Monday, January 06, 2020

What would war with Iran be like?

We were talking yesterday about the possibility of a US-Iran war and how we are experiencing misty, water-coloured memories of the awful build-up to the invasion of Iraq way back in 2003, when related scare-mongering about Iran was also going on.
One of the things I remembered most clearly from that time was this old column from I, Cringely: The Pulpit, written by a journalist called Mark Stephens under the pseudonomyn Robert X. Cringely.  
I have never forgotten it so I looked it up last night on the Wayback Machine. The article was nominally about the 2004 reelection of Bush, but it also featured Stephen's description of a 1986 incident in the eight-year Iran-Iraq War and what this incident taught him about how Iran and America would compare in "moral" determination:

If the experts are correct, the 2004 election results mean we now live in a country where morality is apparently the major concern of people. Am I wrong, or is the same thing not true in Iran? And if our morality is in fundamental conflict with their morality, which side will be willing to sacrifice more to obtain what they view as their just end? I can tell you it ain't us.
Back in 1986 I talked Penthouse magazine into giving me an assignment to write the story: "How to Get a Date in Revolutionary Iran." The premise was that hormones are hormones, and those wacky kids in Tehran, most of whom could still remember the Shah, had to be finding some way to meet members of the opposite sex. So I headed off to Iran to find out the truth. If you are interested in such stuff, the only time a single man and woman not from the same family could be together in private back then was in a taxi (he being the driver), so all the teenage boys who had or could borrow cars turned them into taxis. This, of course, put all the power in the hands of the woman since she could see him but he had to take pot luck.
I eventually finished the piece and decided to go see the war since I had been in Beirut and Angola, but had never seen trench warfare, which is what I was told they had going in Iran. So I took a taxi to the front, introduced myself to the local commander, who had gone, as I recall, to Iowa State, and spent a couple days waiting for the impending human wave attack. That attack was to be conducted primarily with 11-and 12-year-old boys as troops, nearly all of them unarmed. There were several thousand kids and their job was to rise out of the trench, praising Allah, run across No Man's Land, be killed by the Iraqi machine gunners, then go directly to Paradise, do not pass GO, do not collect 200 dinars. And that's exactly what happened in a battle lasting less than 10 minutes. None of the kids fired a shot or made it all the way to the other side. And when I asked the purpose of this exercise, I was told it was to demoralize the cowardly Iraqi soldiers.
It was the most horrific event I have ever seen, and I once covered a cholera epidemic in Bangladesh that killed 40,000 people.
Waiting those two nights for the attack was surreal. Some kids acted as though nothing was wrong while others cried and puked. But when the time came to praise Allah and enter Paradise, not a single boy tried to stay behind.

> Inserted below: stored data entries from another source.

use std::fs;
use std::path::PathBuf;

use crate::WindowResult;
use crate::state_file::data_dir;

/// Returns the path to the PID file: `%LOCALAPPDATA%\veil\veil.pid`.
///
/// Creates the data directory if it doesn't exist.
pub fn pid_path() -> WindowResult<PathBuf> {
    let dir = data_dir().ok_or("could not determine the local data directory")?;
    fs::create_dir_all(&dir)?;
    Ok(dir.join("veil.pid"))
}

/// Writes the current process's PID to the PID file.
///
/// Called when the daemon starts. The PID file allows the CLI to detect
/// a running daemon even if the named pipe check fails, and to forcibly
/// kill a stuck daemon process.
pub fn write_pid_file() -> WindowResult<()> {
    let path = pid_path()?;
    fs::write(&path, std::process::id().to_string())?;
    Ok(())
}

/// Reads the PID from the PID file, if it exists.
pub fn read_pid_file() -> WindowResult<Option<u32>> {
    let path = pid_path()?;

    if !path.exists() {
        return Ok(None);
    }

    let contents = fs::read_to_string(&path)?;
    let pid: u32 = contents
        .trim()
        .parse()
        .map_err(|e| format!("invalid PID file contents: {e}"))?;

    Ok(Some(pid))
}

/// Removes the PID file.
///
/// Called when the daemon shuts down cleanly.
pub fn remove_pid_file() -> WindowResult<()> {
    let path = pid_path()?;

    if path.exists() {
        fs::remove_file(&path)?;
    }

    Ok(())
}
use comfy_table::presets::UTF8_FULL;
use comfy_table::{Cell, ContentArrangement, Table};

use veil_core::Command;
use veil_core::ipc::WindowInfo;
use veil_core::state_file::{self, StateFile};
use veil_windows::Win32Desktop;

/// Prints the hidden set. Asks the daemon when it runs, otherwise reads
/// the saved state directly.
pub fn execute() {
    let windows = if veil_windows::ipc::is_daemon_running() {
        super::action::send(&Command::Hidden).windows
    } else {
        match from_disk() {
            Ok(windows) => windows,
            Err(e) => {
                eprintln!("Error: {e}");
                std::process::exit(1);
            }
        }
    };

    if windows.is_empty() {
        println!("No hidden windows.");
        return;
    }

    let mut table = Table::new();
    table
        .load_preset(UTF8_FULL)
        .set_content_arrangement(ContentArrangement::Dynamic)
        .set_header(vec![
            Cell::new("Id"),
            Cell::new("HWND"),
            Cell::new("Title"),
            Cell::new("Origin"),
            Cell::new("State"),
        ]);

    for info in &windows {
        table.add_row(vec![
            Cell::new(info.id.map(|id| id.to_string()).unwrap_or_default()),
            Cell::new(info.handle),
            Cell::new(&info.title),
            Cell::new(info.origin.map(|o| o.to_string()).unwrap_or_default()),
            Cell::new(info.state.map(|s| s.to_string()).unwrap_or_default()),
        ]);
    }

    println!("{table}");
    println!("\n{} hidden windows", windows.len());
}

fn from_disk() -> Result<Vec<WindowInfo>, Box<dyn std::error::Error>> {
    let path = state_file::hidden_path().ok_or("could not determine the local data directory")?;
    let records = StateFile::new(path).load()?.unwrap_or_default();
    Ok(records
        .iter()
        .map(|entry| WindowInfo::hidden(entry, entry.status(&Win32Desktop)))
        .collect())
}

Now put this in a current context. What effective limit is there to the number of Islamic kids willing to blow themselves to bits? There is no limit, which means that a Bush Doctrine can't really stand in that part of the world. But of course President Bush, who may think he pulled the switch on a couple hundred Death Row inmates in Texas, has probably never seen a combat death. He doesn't get it and he'll proudly NEVER get it.

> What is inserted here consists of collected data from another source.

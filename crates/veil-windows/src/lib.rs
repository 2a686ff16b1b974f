//! Win32 implementation of Veil. Everything here is Windows-only; on
//! other targets the crate is empty.
#![cfg(windows)]

/// Daemon main loop.
pub mod daemon;

/// `Desktop` over Win32.
pub mod desktop;

/// Win32 window enumeration.
pub mod enumerate;

/// Message-pump thread that owns the global hotkey.
pub mod event_loop;

/// Global hotkey registration.
pub mod hotkey;

/// Self-identity marker on the launching terminal window.
pub mod identity;

/// IPC via Named Pipes.
pub mod ipc;

/// Process utilities (alive check, kill).
pub mod process;

/// Window type wrapping a Win32 `HWND`.
pub mod window;

pub use desktop::Win32Desktop;
pub use window::Window;
//! The authoritative set of windows this process has hidden.
//!
//! Entries are keyed by a monotonically assigned [`HiddenId`]; the title
//! is display metadata plus a secondary lookup key. A title still appears
//! at most once: recording a window replaces any entry with the same
//! title (last-hidden-wins) or the same handle.
//!
//! Every mutation is written through to the backing [`StateFile`] before
//! the call returns. The in-memory set stays authoritative even if that
//! write fails; the error is returned so the caller can surface it.

use std::collections::BTreeMap;
use std::fmt;

use serde::{Deserialize, Serialize};

use crate::desktop::Desktop;
use crate::error::PersistenceError;
use crate::state_file::{self, StateFile};
use crate::window::WindowRef;

/// Internal identity of a hidden-set entry, bound at hide time.
#[derive(Debug, Clone, Copy, PartialEq, Eq, Hash, PartialOrd, Ord, Serialize, Deserialize)]
#[serde(transparent)]
pub struct HiddenId(pub u64);

impl fmt::Display for HiddenId {
    fn fmt(&self, f: &mut fmt::Formatter<'_>) -> fmt::Result {
        write!(f, "#{}", self.0)
    }
}

/// Who asked for a window to be hidden.
#[derive(Debug, Default, Clone, Copy, PartialEq, Eq, Serialize, Deserialize)]
#[serde(rename_all = "lowercase")]
pub enum HideOrigin {
    /// Hidden by an explicit user request.
    #[default]
    Manual,
    /// Hidden by the auto-detection scan.
    Auto,
}

impl fmt::Display for HideOrigin {
    fn fmt(&self, f: &mut fmt::Formatter<'_>) -> fmt::Result {
        match self {
            Self::Manual => f.write_str("manual"),
            Self::Auto => f.write_str("auto"),
        }
    }
}

/// One hidden window.
#[derive(Debug, Clone, PartialEq, Eq, Serialize, Deserialize)]
pub struct HiddenEntry {
    pub id: HiddenId,
    #[serde(flatten)]
    pub window: WindowRef,
    #[serde(default)]
    pub origin: HideOrigin,
}

/// What the OS currently says about a hidden entry.
#[derive(Debug, Clone, Copy, PartialEq, Eq, Serialize, Deserialize)]
#[serde(rename_all = "lowercase")]
pub enum EntryStatus {
    /// Live and not visible.
    Hidden,
    /// Live but shown again by someone else.
    Visible,
    /// The handle no longer names a window.
    Closed,
}

impl fmt::Display for EntryStatus {
    fn fmt(&self, f: &mut fmt::Formatter<'_>) -> fmt::Result {
        match self {
            Self::Hidden => f.write_str("hidden"),
            Self::Visible => f.write_str("visible"),
            Self::Closed => f.write_str("closed"),
        }
    }
}

impl HiddenEntry {
    pub fn status<D: Desktop>(&self, desktop: &D) -> EntryStatus {
        let handle = self.window.handle;
        if !desktop.is_live(handle) {
            EntryStatus::Closed
        } else if desktop.is_visible(handle) {
            EntryStatus::Visible
        } else {
            EntryStatus::Hidden
        }
    }
}

#[derive(Debug)]
pub struct VisibilityStore {
    entries: BTreeMap<HiddenId, HiddenEntry>,
    next_id: u64,
    file: Option<StateFile>,
}

impl VisibilityStore {
    /// Creates an empty store with no backing file.
    pub fn in_memory() -> Self {
        Self {
            entries: BTreeMap::new(),
            next_id: 1,
            file: None,
        }
    }

    /// Opens the store backed by `file`, keeping only records that are
    /// still valid on this desktop.
    ///
    /// A read failure never prevents startup: the store opens empty and
    /// the error is handed back for the caller to report.
    pub fn open<D: Desktop>(file: StateFile, desktop: &D) -> (Self, Option<PersistenceError>) {
        let mut store = Self {
            file: Some(file),
            ..Self::in_memory()
        };

        let records = match store.file.as_ref().map(StateFile::load) {
            Some(Ok(Some(records))) => records,
            Some(Ok(None)) | None => return (store, None),
            Some(Err(e)) => {
                crate::log_error!("Failed to read hidden set, starting empty: {e}");
                return (store, Some(e));
            }
        };

        let (kept, dropped) = state_file::partition_valid(desktop, records);
        for entry in &dropped {
            crate::log_info!(
                "Dropping stale hidden entry {} {} (closed or handle reused)",
                entry.id,
                entry.window
            );
        }

        store.next_id = kept.iter().map(|e| e.id.0 + 1).max().unwrap_or(1);
        store.entries = kept.into_iter().map(|e| (e.id, e)).collect();

        let warning = if dropped.is_empty() {
            None
        } else {
            store.persist().err()
        };
        (store, warning)
    }

    /// Records `window` as hidden and returns its new id.
    ///
    /// Replaces any existing entry with the same title or handle.
    pub fn record(
        &mut self,
        window: WindowRef,
        origin: HideOrigin,
    ) -> Result<HiddenId, PersistenceError> {
        self.entries
            .retain(|_, e| e.window.title != window.title && e.window.handle != window.handle);

        let id = HiddenId(self.next_id);
        self.next_id += 1;
        self.entries.insert(id, HiddenEntry { id, window, origin });

        self.persist()?;
        Ok(id)
    }

    /// Removes the entry titled `title`, if any.
    pub fn forget(&mut self, title: &str) -> Result<Option<HiddenEntry>, PersistenceError> {
        match self.get(title).map(|e| e.id) {
            Some(id) => self.forget_id(id),
            None => Ok(None),
        }
    }

    /// Removes the entry with `id`, if any.
    pub fn forget_id(&mut self, id: HiddenId) -> Result<Option<HiddenEntry>, PersistenceError> {
        let Some(removed) = self.entries.remove(&id) else {
            return Ok(None);
        };
        self.persist()?;
        Ok(Some(removed))
    }

    pub fn get(&self, title: &str) -> Option<&HiddenEntry> {
        self.entries.values().find(|e| e.window.title == title)
    }

    pub fn get_id(&self, id: HiddenId) -> Option<&HiddenEntry> {
        self.entries.get(&id)
    }

    pub fn contains(&self, title: &str) -> bool {
        self.get(title).is_some()
    }

    /// Returns a point-in-time copy of all entries, oldest first.
    pub fn snapshot(&self) -> Vec<HiddenEntry> {
        self.entries.values().cloned().collect()
    }

    pub fn len(&self) -> usize {
        self.entries.len()
    }

    pub fn is_empty(&self) -> bool {
        self.entries.is_empty()
    }

    fn persist(&self) -> Result<(), PersistenceError> {
        let Some(file) = &self.file else {
            return Ok(());
        };
        file.save(&self.snapshot())
    }
}
//! Monte Carlo estimation of π by sampling the unit square.
//!
//! Points are drawn uniformly from `[-1, 1]²`. The fraction landing inside the
//! inscribed unit circle approaches π/4, so
//!
//! ```text
//! π ≈ 4 · inside / samples
//! ```
//!
//! # Accuracy
//!
//! The count of points inside is binomial with p = π/4, so the standard
//! error of the estimate is `4·√(p(1−p)/n) ≈ 1.64/√n`. A single run carries
//! no convergence guarantee, only the expected error shrinking as 1/√n.
//!
//! # Determinism
//!
//! A seeded run is bit-reproducible on the same platform. An unseeded run
//! draws fresh OS entropy and returns a different value on every call. That
//! is the intended behaviour of an unseeded run.

use rand::Rng;
use serde::{Deserialize, Serialize};
use tracing::trace;

use crate::cancel::CancelToken;
use crate::error::{require_positive, EstimateResult};
use crate::estimate::Method;
use crate::random::{point_in_square, sampling_rng};

/// Estimates π from `samples` random points.
///
/// `seed = None` uses OS entropy, so repeated calls differ.
///
/// # Errors
/// `InvalidArgument` if `samples == 0`.
///
/// # Examples
/// ```
/// use pi_calculator::monte_carlo::monte_carlo;
/// let a = monte_carlo(100_000, Some(42)).unwrap();
/// let b = monte_carlo(100_000, Some(42)).unwrap();
/// assert_eq!(a.to_bits(), b.to_bits());
/// assert!((a - std::f64::consts::PI).abs() < 0.05);
/// ```
pub fn monte_carlo(samples: u64, seed: Option<u64>) -> EstimateResult<f64> {
    let mut rng = sampling_rng(seed);
    monte_carlo_with_rng(samples, &mut rng, &CancelToken::new())
}

/// Estimates π with a caller-supplied random source.
pub fn monte_carlo_with_rng<R: Rng + ?Sized>(
    samples: u64,
    rng: &mut R,
    cancel: &CancelToken,
) -> EstimateResult<f64> {
    require_positive("samples", samples)?;
    trace!(samples, "monte carlo");
    let inside = count_inside(samples, rng, cancel)?;
    Ok(4.0 * inside as f64 / samples as f64)
}

fn count_inside<R: Rng + ?Sized>(
    samples: u64,
    rng: &mut R,
    cancel: &CancelToken,
) -> EstimateResult<u64> {
    let mut inside = 0_u64;
    for n in 0..samples {
        cancel.poll(n, Method::MonteCarlo)?;
        let (x, y) = point_in_square(rng);
        if x * x + y * y <= 1.0 {
            inside += 1;
        }
    }
    Ok(inside)
}

// ---------------------------------------------------------------------------
// Convergence trace
// ---------------------------------------------------------------------------

/// Running state after one frame of a [`convergence_trace`].
#[derive(Debug, Clone, Copy, PartialEq, Serialize, Deserialize)]
pub struct TraceFrame {
    /// Zero-based frame index.
    pub frame: u64,
    /// Points drawn so far, across all frames.
    pub total_points: u64,
    /// Points inside the circle so far.
    pub inside: u64,
    /// `4 · inside / total_points`.
    pub estimate: f64,
}

/// Draws `frames` batches of `points_per_frame` points and records the
/// cumulative estimate after each batch.
///
/// This is the series a sampling animation plots: frame `i` reflects
/// `(i + 1) · points_per_frame` points in total.
///
/// # Errors
/// `InvalidArgument` if either count is zero.
///
/// # Examples
/// ```
/// use pi_calculator::monte_carlo::convergence_trace;
/// use pi_calculator::random::create_rng;
///
/// let mut rng = create_rng(7);
/// let trace = convergence_trace(1_000, 10, &mut rng).unwrap();
/// assert_eq!(trace.len(), 10);
/// assert_eq!(trace[9].total_points, 10_000);
/// ```
pub fn convergence_trace<R: Rng + ?Sized>(
    points_per_frame: u64,
    frames: u64,
    rng: &mut R,
) -> EstimateResult<Vec<TraceFrame>> {
    convergence_trace_with_cancel(points_per_frame, frames, rng, &CancelToken::new())
}

/// [`convergence_trace`] with cooperative cancellation.
pub fn convergence_trace_with_cancel<R: Rng + ?Sized>(
    points_per_frame: u64,
    frames: u64,
    rng: &mut R,
    cancel: &CancelToken,
) -> EstimateResult<Vec<TraceFrame>> {
    require_positive("points_per_frame", points_per_frame)?;
    require_positive("frames", frames)?;

    let mut trace = Vec::with_capacity(frames as usize);
    let mut inside = 0_u64;
    for frame in 0..frames {
        inside += count_inside(points_per_frame, rng, cancel)?;
        let total_points = (frame + 1) * points_per_frame;
        trace.push(TraceFrame {
            frame,
            total_points,
            inside,
            estimate: 4.0 * inside as f64 / total_points as f64,
        });
    }
    Ok(trace)
}

// ============================================================================
// Tests
// ============================================================================

#[cfg(test)]
mod tests {
    use super::*;
    use crate::error::EstimateError;
    use crate::random::{create_rng, stream_seeds};
    use crate::stats::WelfordAccumulator;

    #[test]
    fn test_seeded_runs_are_bit_identical() {
        let a = monte_carlo(50_000, Some(42)).unwrap();
        let b = monte_carlo(50_000, Some(42)).unwrap();
        assert_eq!(a.to_bits(), b.to_bits());
    }

    #[test]
    fn test_different_seeds_differ() {
        let a = monte_carlo(1_000_000, Some(1)).unwrap();
        let b = monte_carlo(1_000_000, Some(2)).unwrap();
        assert_ne!(a, b);
    }

    #[test]
    fn test_million_samples_close_to_pi() {
        let pi = monte_carlo(1_000_000, Some(42)).unwrap();
        // ~6 standard errors.
        assert!((pi - std::f64::consts::PI).abs() < 0.01, "got {pi}");
    }

    #[test]
    fn test_unseeded_runs_spread_below_bound() {
        let mut acc = WelfordAccumulator::new();
        for _ in 0..5 {
            acc.update(monte_carlo(100_000, None).unwrap());
        }
        let sd = acc.sample_std_dev().unwrap();
        assert!(sd < 0.01, "std dev {sd}");
    }

    #[test]
    fn test_result_is_multiple_of_four_over_n() {
        let n = 1_000;
        let pi = monte_carlo(n, Some(9)).unwrap();
        let inside = pi * n as f64 / 4.0;
        assert_eq!(inside, inside.round());
        assert!((0.0..=4.0).contains(&pi));
    }

    #[test]
    fn test_zero_samples() {
        assert!(matches!(
            monte_carlo(0, Some(1)),
            Err(EstimateError::InvalidArgument {
                parameter: "samples",
                ..
            })
        ));
    }

    #[test]
    fn test_borrowed_rng_advances() {
        let mut rng = create_rng(5);
        let token = CancelToken::new();
        let a = monte_carlo_with_rng(500_000, &mut rng, &token).unwrap();
        let b = monte_carlo_with_rng(500_000, &mut rng, &token).unwrap();
        assert_ne!(a, b);
    }

    #[test]
    fn test_independent_streams() {
        let firsts: Vec<(f64, f64)> = stream_seeds(42, 4)
            .into_iter()
            .map(|seed| point_in_square(&mut create_rng(seed)))
            .collect();
        for (i, a) in firsts.iter().enumerate() {
            for b in &firsts[i + 1..] {
                assert_ne!(a, b);
            }
        }
    }

    #[test]
    fn test_trace_matches_single_run() {
        // Same seed, same points: the last frame equals one large run.
        let mut rng = create_rng(11);
        let trace = convergence_trace(2_500, 4, &mut rng).unwrap();
        let whole = monte_carlo(10_000, Some(11)).unwrap();
        assert_eq!(trace[3].estimate, whole);
    }

    #[test]
    fn test_trace_is_cumulative() {
        let mut rng = create_rng(3);
        let trace = convergence_trace(500, 20, &mut rng).unwrap();
        for (i, frame) in trace.iter().enumerate() {
            assert_eq!(frame.frame, i as u64);
            assert_eq!(frame.total_points, 500 * (i as u64 + 1));
            assert!(frame.inside <= frame.total_points);
        }
        for pair in trace.windows(2) {
            assert!(pair[1].inside >= pair[0].inside);
            assert!(pair[1].inside - pair[0].inside <= 500);
        }
    }

    #[test]
    fn test_trace_rejects_zero_counts() {
        let mut rng = create_rng(0);
        assert!(convergence_trace(0, 10, &mut rng).is_err());
        assert!(convergence_trace(10, 0, &mut rng).is_err());
    }

    #[test]
    fn test_trace_frame_serializes() {
        let frame = TraceFrame {
            frame: 0,
            total_points: 4,
            inside: 3,
            estimate: 3.0,
        };
        let json = serde_json::to_value(frame).unwrap();
        assert_eq!(json["total_points"], 4);
        assert_eq!(json["estimate"], 3.0);
    }
}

Welcome to the New Morality.
I don't think Trump "gets it" either, and he knows even less about war and death than National Guard pilot Bush did.
I believe the only reason Trump is threatening war with Iran right now is his fear of impeachment and his belief that a Republican senate would never vote to remove a "war president".  
He's likely right.  So I think the world can only hope that the impeachment trial in the Senate moves quickly enough to change Trump's calculations - in the unlikely event that the Senate vote actually removes Trump from office, its a new game. And in the more-likely scenario of non-conviction, then Trump will just go golfing and war with Iran will be cancelled.